Enfin, un autre détail attire l’œil : le symbole collé sur le vêtement d’une des femmes. Une main noire, avec quatre doigts en l’air et le pouce replié, sur un fond jaune.
- Photo qui circule sur les réseaux sociaux. Cerclé de jaune, le “R4bia” brandi sur une affiche et présent sur le vêtement d’une des manifestantes. Cerclé de vert, la sangle verte.
- Photo qui illustre l’article de Shorouk News. Cerclé de jaune, le “R4bia” présent sur le vêtement d’une des manifestantes. Cerclé de vert, la sangle verte. Cerclé d’orange, la vitre du pick-up.

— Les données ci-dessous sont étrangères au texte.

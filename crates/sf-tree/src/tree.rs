//! The canonical, path-addressable file tree of a simulation.

use std::collections::HashSet;
use std::fmt;
use std::ops::ControlFlow;
use std::sync::OnceLock;

use sf_core::{ROOT_PATH, is_directory_path, regularize};

use crate::record::FileRecord;

/// Flat path listings, built together on first use.
#[derive(Debug, Clone)]
struct Listings {
    /// Sorted; includes `./` and every directory.
    with_dirs: Vec<String>,
    /// Files only, in traversal order.
    files_only: Vec<String>,
}

/// Immutable tree of [`FileRecord`]s under a synthetic `/` root.
#[derive(Debug, Clone)]
pub struct FileTree {
    root: FileRecord,
    listings: OnceLock<Listings>,
}

impl FileTree {
    /// Argument for [`FileTree::traverse`] and [`FileTree::file_list`].
    pub const WITH_DIRS: bool = true;
    pub const NO_DIRS: bool = false;

    /// Wrap root-level records under a synthetic `/` directory.
    pub fn from_records(records: Vec<FileRecord>) -> Self {
        let root = FileRecord::new_directory("/", records)
            .with_id("/")
            .with_mime_type("none/none");
        Self {
            root,
            listings: OnceLock::new(),
        }
    }

    pub fn root(&self) -> &FileRecord {
        &self.root
    }

    /// Depth-first walk below the root.
    ///
    /// At each directory level every file (and file symlink) is visited first,
    /// in listing order. Then each directory is visited (only if
    /// `include_directories`) and immediately descended into. Returning
    /// `ControlFlow::Break` from the visitor stops the whole walk.
    pub fn traverse<'a, F>(&'a self, mut visitor: F, include_directories: bool)
    where
        F: FnMut(&'a FileRecord) -> ControlFlow<()>,
    {
        let _ = walk(self.root.children(), &mut visitor, include_directories);
    }

    /// True if the regularized `path` is a file or directory of this tree.
    ///
    /// Directories only match in their `/`-suffixed form.
    pub fn contains(&self, path: &str) -> bool {
        let path = regularize(path);
        self.listings()
            .with_dirs
            .binary_search_by(|p| p.as_str().cmp(path.as_str()))
            .is_ok()
    }

    /// First record (in traversal order) at `path`.
    ///
    /// A `/`-suffixed path looks for a directory, anything else for a file.
    pub fn find_file_record(&self, path: &str) -> Option<&FileRecord> {
        let target = regularize(path);
        if target == ROOT_PATH {
            return Some(&self.root);
        }
        let want_dir = is_directory_path(&target);

        let mut found = None;
        self.traverse(
            |rec| {
                if rec.is_directory() == want_dir && rec.regularized_path() == target {
                    found = Some(rec);
                    ControlFlow::Break(())
                } else {
                    ControlFlow::Continue(())
                }
            },
            want_dir,
        );
        found
    }

    /// Flat listing of regularized paths.
    ///
    /// With directories the listing is sorted and starts from `./`; without,
    /// it holds files in traversal order.
    pub fn file_list(&self, include_directories: bool) -> &[String] {
        let listings = self.listings();
        if include_directories {
            &listings.with_dirs
        } else {
            &listings.files_only
        }
    }

    /// Keep only the candidates that name files of this tree.
    ///
    /// Order and duplicates are preserved; directory paths are dropped.
    pub fn validate_file_list<S: AsRef<str>>(&self, candidates: &[S]) -> Vec<String> {
        let files: HashSet<&str> = self.file_list(Self::NO_DIRS).iter().map(String::as_str).collect();
        candidates
            .iter()
            .map(|c| regularize(c.as_ref()))
            .filter(|p| !is_directory_path(p) && files.contains(p.as_str()))
            .collect()
    }

    /// Files whose path contains `SpatialReport`.
    pub fn spatial_report_list(&self) -> Vec<&str> {
        self.file_list(Self::NO_DIRS)
            .iter()
            .map(String::as_str)
            .filter(|p| p.contains("SpatialReport"))
            .collect()
    }

    /// `(file_count, total_bytes)` over files only.
    pub fn count(&self) -> (usize, u64) {
        let mut files = 0usize;
        let mut bytes = 0u64;
        self.traverse(
            |rec| {
                files += 1;
                bytes += rec.length().unwrap_or(0);
                ControlFlow::Continue(())
            },
            Self::NO_DIRS,
        );
        (files, bytes)
    }

    fn listings(&self) -> &Listings {
        self.listings.get_or_init(|| {
            let mut with_dirs = vec![ROOT_PATH.to_string()];
            let mut files_only = Vec::new();
            self.traverse(
                |rec| {
                    let path = rec.regularized_path();
                    if !rec.is_directory() {
                        files_only.push(path.clone());
                    }
                    with_dirs.push(path);
                    ControlFlow::Continue(())
                },
                Self::WITH_DIRS,
            );
            with_dirs.sort();
            Listings {
                with_dirs,
                files_only,
            }
        })
    }
}

fn walk<'a, F>(items: &'a [FileRecord], visitor: &mut F, include_directories: bool) -> ControlFlow<()>
where
    F: FnMut(&'a FileRecord) -> ControlFlow<()>,
{
    for rec in items.iter().filter(|r| r.kind().is_file()) {
        visitor(rec)?;
    }
    for dir in items.iter().filter(|r| r.kind().is_directory()) {
        if include_directories {
            visitor(dir)?;
        }
        walk(dir.children(), visitor, include_directories)?;
    }
    ControlFlow::Continue(())
}

impl fmt::Display for FileTree {
    fn fmt(&self, f: &mut fmt::Formatter<'_>) -> fmt::Result {
        let (files, bytes) = self.count();
        write!(f, "[FileTree: {files} files, {bytes} bytes]")
    }
}

impl From<Vec<FileRecord>> for FileTree {
    fn from(records: Vec<FileRecord>) -> Self {
        Self::from_records(records)
    }
}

Or, ce symbole, le « R4bia », est un signe de ralliement des sympathisants des Frères musulmans en Égypte. Il est également arboré en référence à la répression sanglante de la place Rabia al Adawiyya. Le 14 août 2013, les forces de l’ordre avaient tué entre 800 et 900 manifestants lors d’un sit-in au Caire pour dénoncer le coup d’État contre le président élu Mohamed Morsi.
Sur l’image diffusée sur les réseaux sociaux, le symbole est également présent sur une affiche que brandit une personne à côté du pick-up.
Selon l’article de Shorouk News, la photographie aurait été justement prise à l’occasion d’ »une marche de partisans du président déchu Mohamed Morsi dans la ville d’Abu Al-Matamir », en Égypte.
Les « 7 am girls »
Les femmes, présentes sur les différentes images, se seraient mises dans cette cage en solidarité avec les « 7 am girls ». D’après le média Al Jazeera, ce surnom avait été donné aux 21 femmes accusées et condamnées pour avoir participé à une marche pacifique en soutien à Mohamed Morsi. « 7 am », 7 heures du matin en français, faisait référence à l’heure où les manifestantes avaient commencé à défiler.
Autre point sur lequel éclaire Al Jazeera : les vêtements blancs portés par les manifestantes. Ce serait en effet la tenue donnée aux prisonniers en Égypte.
Si, en août 2014, le groupe État islamique a envahi la région du Sinjar, en Irak, et a bel et bien réduit en esclavage sexuel de nombreuses femmes yézidies, selon l’ONG Yazda, la photographie qui circule sur les réseaux sociaux n’a donc rien à voir avec ce contexte.
Plusieurs articles de fact-checking ont déjà été écrits (ici ou ici) montrant que la légende identifiant l’image en Irak est fausse.